Прошло еще два года. Ульян заболел воспалением легких.
В Москве, на Живодерке[495], в своем деревянном доме лежал он в жару, бредил и губами жевал край одеяла.
Азарев приехал к нему со мною. Он сидел около него до вечера и давал ему лекарство.
— Выздоровеешь, Ульян, — говорил Азарев. — Помяни мое слово, выздоровеешь.
И Ульян, действительно, выздоровел.
Но через девять месяцев Ульян захворал снова. Азарев не отходил от него и на столе заводил музыкальный органчик, который привез с собой, но Ульян больше не выздоровел. Лесной человек отошел в вечность ста одиннадцати лет…
Московская весна
Весна. Радостно сияет солнце. Московские крыши очистились от снега. По желобам бежит вода на мокрую мостовую. Синие тени ложатся от домов. Греет весеннее солнце. Весело освещаются вывески, синие, голубые. Горят на солнце зеленые и красные крыши, блистают золотые маковки церквей на прозрачном небе.
Москва к весне изменилась, освежилась, повеселела. Грачи кричат над высокими деревьями садов. В Охотном ряду толкотня, рынок завален разной снедью: куры, гуси, поросята, ветчина, рыба, икра, бочки грибов. Пахнет рогожей, рыбой, хлебом, смазными сапогами. Разносчики с мочеными грушами, квасом, извозчики едят с лотков грешники[496], посыпая солью. Гимназисты в шинелях со светлыми пуговицами, за спиной ранцы, идут из гимназий.
Скоро Пасха.
Таинственно и грустно звонят колокола церквей.
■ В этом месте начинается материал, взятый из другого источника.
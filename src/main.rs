use std::error::Error;
use std::path::PathBuf;

use clap::Parser;
use colored::Colorize;
use dotenv::dotenv;
use tracing::{info, span, Level};
use tracing_subscriber::{fmt, prelude::*, EnvFilter};

use wco_vrp::api::{start_api_server, OrsClient};
use wco_vrp::config::AppConfig;
use wco_vrp::data::ScheduleLoader;
use wco_vrp::output::{create_output_directory, write_schedule_artifacts};
use wco_vrp::pipeline::Cvrp;

#[derive(Parser, Debug)]
#[command(name = "wco-router", about = "CVRP route optimizer for WCO collection")]
struct Args {
    /// Solver to use for route optimization
    #[arg(long, default_value = "schedule")]
    solver: String,

    /// Start the API server instead of running the pipeline directly
    #[arg(long)]
    api: bool,

    /// Port for the API server
    #[arg(long, default_value_t = 8000)]
    port: u16,

    /// Skip the clustering pass before vehicle assignment (not recommended)
    #[arg(long)]
    disable_scheduling: bool,

    /// Schedule config document
    #[arg(long, default_value = "data/schedule_config.json")]
    config: PathBuf,

    /// Directory holding the per-schedule location CSVs
    #[arg(long, default_value = "data")]
    data_dir: PathBuf,

    /// Directory for per-run artifacts
    #[arg(long, default_value = "output")]
    output_dir: PathBuf,
}

#[tokio::main]
async fn main() -> Result<(), Box<dyn Error>> {
    tracing_subscriber::registry()
        .with(EnvFilter::from_default_env()) // Reads RUST_LOG
        .with(
            fmt::layer()
                .with_span_events(fmt::format::FmtSpan::NEW | fmt::format::FmtSpan::CLOSE)
                .compact(),
        )
        .init();

    dotenv().ok();
    let args = Args::parse();

    if args.api {
        info!("Starting API server on port {}...", args.port);
        start_api_server(args.port).await?;
        return Ok(());
    }

    let config = AppConfig::load(&args.config)?;
    let mut settings = config.settings.clone();
    settings.solver = args.solver.clone();
    info!("Using {} solver", settings.solver);

    let mut cvrp = Cvrp::from_config(&settings)?;
    cvrp.set_use_geo_cluster(!args.disable_scheduling);

    let mut registry = ScheduleLoader::load_all_schedules(&config.schedules, &args.data_dir)?;
    for location in config.locations.clone() {
        registry.add(location);
    }
    info!(
        "Loaded {} locations across {} schedules",
        registry.len(),
        config.schedules.len()
    );

    let outcome = {
        let span = span!(Level::INFO, "pipeline", solver = %settings.solver);
        let _guard = span.enter();
        cvrp.process(&config.schedules, &mut registry)
    };

    let mut results = outcome.results;
    match OrsClient::from_env() {
        Some(ors) => {
            for result in &mut results {
                ors.attach_road_paths(result).await;
            }
        }
        None => info!("ORS_API_KEY not set; skipping road geometry lookup"),
    }

    let output_dir = create_output_directory(&args.output_dir)?;
    write_schedule_artifacts(&output_dir, &results, &outcome.reports)?;

    cvrp.print_daily_summaries(&outcome.ledger);

    for report in &outcome.reports {
        let line = format!(
            "{}: {}/{} locations routed",
            report.schedule_name, report.processed, report.total_locations
        );
        if report.missing.is_empty() {
            println!("{}", line.green());
        } else {
            println!(
                "{} ({} missing, {:.1}L missed)",
                line.red(),
                report.missing.len(),
                report.total_missed_wco
            );
        }
    }
    println!(
        "Artifacts written to {}",
        output_dir.display().to_string().bold()
    );

    Ok(())
}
В весне есть ожидание обновления жизни, таинственное действие радостного зова, живого, отрадного, какого-то счастья, дружбы, любви, дороги дальней, нечаянной радости. Каждый день весны есть какой-то праздник души. Человек делается добрее, веселье наполняет душу. Даже на кладбище делается веселее, и думается: «Вот и я умру, а как-то не может быть, как же это так, весной-то». Весной хочется жить.
Весной даже умники улыбаются. И прелестные женщины весной еще прелестнее.
Пахнет и дышит земля. Леса оживают и льют свою свежесть, в полях цветы светятся, как крошечные солнца.
На Кузнецком Мосту, одетые в длинные пальто в талию, в шелковых цветных фулярах[497] на шее, в лощеных цилиндрах на голове, в перчатках, играя палками с золотыми набалдашниками, фланируют рядами актеры Малого и Художественного театра.
Отдельной группой идут певцы Императорской оперы, с ними еще певцы, прозванные «зиминские ребята»[498]. Актеры почему-то их прозвали «без пяти минут Шаляпины»…
У певцов поля шляп с одной стороны загнуты на глаза. Певцы иначе одеваются, чем драматические артисты, более ярко, как-то под итальянцев. Говорят громко, и часто слышатся слова «бешеный успех, дикий восторг». Вся эта компания направляется в кондитерскую Трамбле[499] кушать сбитые сливки.